What new SDN security features are in Windows Server 2019?
Abstracting the operations work associated with networking offers administrators a way to add some agility in an area not typically known for its nimbleness. Software-defined networking (SDN) gives IT newfound abilities via a centralized management platform for network devices to make it easier to perform certain tasks, such as ensuring specific workloads get enough bandwidth to meet performance expectations. But SDN is not immune to traditional threats if a malicious actor gains network access and proceeds to sniff traffic to scoop up credentials and other valuable information.
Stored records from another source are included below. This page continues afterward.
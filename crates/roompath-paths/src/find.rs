use std::hash::Hash;

use roompath_core::{Edge, Graph, GraphError};

use crate::bfs::bfs_path;

/// Find one shortest path from `start` to `goal` through `nodes` joined by
/// the undirected `edges`.
///
/// - An empty `nodes` list yields an empty path, even when `start == goal`.
/// - Otherwise `start == goal` yields `[start]` without looking at `edges`.
/// - An unreachable `goal` yields an empty path.
///
/// When several shortest paths exist, the one found first by exploring
/// doors in the order supplied is returned.
///
/// # Errors
///
/// [`GraphError::UnknownNode`] if an edge names a room missing from
/// `nodes`.
pub fn find_path<N, E>(
    nodes: impl IntoIterator<Item = N>,
    edges: impl IntoIterator<Item = E>,
    start: N,
    goal: N,
) -> Result<Vec<N>, GraphError<N>>
where
    N: Clone + Eq + Hash,
    E: Into<Edge<N>>,
{
    let nodes: Vec<N> = nodes.into_iter().collect();
    if nodes.is_empty() {
        return Ok(Vec::new());
    }
    if start == goal {
        return Ok(vec![start]);
    }

    let graph = Graph::from_parts(nodes, edges)?;
    Ok(bfs_path(&graph, start, goal).unwrap_or_default())
}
Microsoft enhanced the security aspect of its Windows Server 2019 SDN functionality by introducing several features to avoid data leakage, even if the data center defenses failed to stop unauthorized system access.
By implementing the “encrypted networks” feature, organizations add another layer of security around data that moves between VMs inside a particular subnet by encoding the information. Other noteworthy SDN security additions for the Server 2019 OS include more granular control over access control lists to avoid security gaps and firewall auditing on Hyper-V hosts for further investigation of suspicious incidents.
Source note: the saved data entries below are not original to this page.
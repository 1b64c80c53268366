use thiserror::Error;

/// Errors that can occur while building a [`Graph`](crate::Graph).
#[derive(Debug, Clone, PartialEq, Eq, Error)]
pub enum GraphError<N> {
    /// A door names a room that was never added to the graph.
    #[error("door references unknown room {node:?}")]
    UnknownNode { node: N },
}
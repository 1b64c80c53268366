//! Breadth-first shortest paths through room-and-door graphs.
//!
//! - **find_path** one shortest room sequence from a room list and a door
//!   list ([`find_path`])
//! - **BFS path** over any neighbor source ([`bfs_path`])
//! - **BFS map** distance layers from a single room ([`bfs_map`])
//!
//! Searches run over anything implementing [`Pather`]; [`Graph`] does out of
//! the box. All search state lives for one call only.

mod bfs;
mod find;
mod traits;

pub use bfs::{bfs_map, bfs_path};
pub use find::find_path;
pub use roompath_core::{Edge, Graph, GraphError};
pub use traits::Pather;
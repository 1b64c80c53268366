use std::hash::Hash;

use roompath_core::Graph;

/// Minimal search interface — provides neighbor enumeration.
pub trait Pather<N> {
    /// Append neighbors of `n` into `buf`, in the order they should be
    /// explored. The caller clears `buf` before calling.
    fn neighbors(&self, n: &N, buf: &mut Vec<N>);
}

impl<N: Clone + Eq + Hash> Pather<N> for Graph<N> {
    fn neighbors(&self, n: &N, buf: &mut Vec<N>) {
        if let Some(ns) = self.neighbors_of(n) {
            buf.extend_from_slice(ns);
        }
    }
}
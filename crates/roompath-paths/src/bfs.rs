use std::collections::hash_map::Entry;
use std::collections::{HashMap, VecDeque};
use std::hash::Hash;

use crate::traits::Pather;

/// Compute one shortest path from `start` to `goal` by breadth-first search.
///
/// Neighbors are explored in the order `pather` reports them, so when
/// several shortest paths exist the one returned is the first discovered.
/// Returns the full path (including both endpoints) or `None` if `goal` is
/// unreachable.
pub fn bfs_path<N, P>(pather: &P, start: N, goal: N) -> Option<Vec<N>>
where
    N: Clone + Eq + Hash,
    P: Pather<N> + ?Sized,
{
    if start == goal {
        return Some(vec![start]);
    }

    // Keys double as the visited set; `None` marks the start.
    let mut parent: HashMap<N, Option<N>> = HashMap::new();
    parent.insert(start.clone(), None);

    let mut queue: VecDeque<N> = VecDeque::new();
    queue.push_back(start);

    let mut nbuf: Vec<N> = Vec::new();

    while let Some(current) = queue.pop_front() {
        if current == goal {
            break;
        }

        nbuf.clear();
        pather.neighbors(&current, &mut nbuf);
        log::trace!(
            "bfs: expanding node with {} neighbors, {} queued",
            nbuf.len(),
            queue.len()
        );

        for n in nbuf.drain(..) {
            if let Entry::Vacant(slot) = parent.entry(n) {
                queue.push_back(slot.key().clone());
                slot.insert(Some(current.clone()));
            }
        }
    }

    if !parent.contains_key(&goal) {
        log::debug!("bfs: goal unreachable after visiting {} nodes", parent.len());
        return None;
    }

    // Reconstruct path.
    let mut path = Vec::new();
    let mut node = Some(goal);
    while let Some(n) = node {
        node = parent.get(&n).cloned().flatten();
        path.push(n);
    }
    path.reverse();
    log::debug!(
        "bfs: found path of {} steps after visiting {} nodes",
        path.len() - 1,
        parent.len()
    );
    Some(path)
}

/// Compute the breadth-first distance map from `start`.
///
/// Every node reachable from `start` maps to its distance in doors; `start`
/// itself maps to 0, even when `pather` does not know it.
pub fn bfs_map<N, P>(pather: &P, start: N) -> HashMap<N, usize>
where
    N: Clone + Eq + Hash,
    P: Pather<N> + ?Sized,
{
    let mut dist: HashMap<N, usize> = HashMap::new();
    dist.insert(start.clone(), 0);

    let mut queue: VecDeque<(N, usize)> = VecDeque::new();
    queue.push_back((start, 0));

    let mut nbuf: Vec<N> = Vec::new();

    while let Some((current, d)) = queue.pop_front() {
        nbuf.clear();
        pather.neighbors(&current, &mut nbuf);

        for n in nbuf.drain(..) {
            if let Entry::Vacant(slot) = dist.entry(n) {
                queue.push_back((slot.key().clone(), d + 1));
                slot.insert(d + 1);
            }
        }
    }

    dist
}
Where can I use BitLocker encryption in my environment?
Microsoft released its BitLocker encryption feature for on-premises Windows systems, starting with the Vista operating system in 2007. Since that time, the company has continued to develop ways to use this technology in more places, both in the data center and beyond.
BitLocker started out as an encryption method to protect all the contents in a hard drive. That way, even if a laptop was stolen, prying eyes would not be able to do anything with the confidential data stored on the device due to the length of time it would take to do a brute-force hack of even a less-secure 128-bit key.
Using BitLocker, while effective to thwart hackers, can frustrate users when they need to authenticate every time they need to use a device or when a BitLocker-encrypted server requires an additional login process after a reboot. Microsoft developed a feature dubbed BitLocker Network Unlock, debuting with Windows 8 and Windows Server 2012, that uses the physical network to deliver the encrypted network key so protected systems can unlock if they are connected to the corporate network.
Microsoft extended BitLocker technology to the cloud to give administrators a way to put additional safeguards around sensitive Azure VMs with the platform’s Azure Disk Encryption feature for full volume protection of disks. For this type of deployment, the Azure Key Vault is used for key management.
What are some recent security features added to Hyper-V?
Data leakage can tarnish a company’s reputation, but it can be an expensive lesson for lax security practices if regulators determine a privacy law, such as the GDPR, was broken.
Organizations that use the Hyper-V platform get the typical benefits acquired by consolidating multiple workloads on a single host in a virtualized arrangement.
But Microsoft continues to help administrators who operate in sensitive environments by adding virtualization-based security features with each successive Windows Server release to reduce the probability of a data breach, even if an intruder makes their way past the firewall and other defensive schemes.
Microsoft added shielded VMs in Windows Server 2016, which encrypts these virtualized workloads to prevent access to their data if, for example, the VM is copied from the sanctioned environment. In Windows Server 2019, Microsoft extended this protection feature to Linux workloads that run on Hyper-V when the VMs are at rest or as they shift to another Hyper-V host.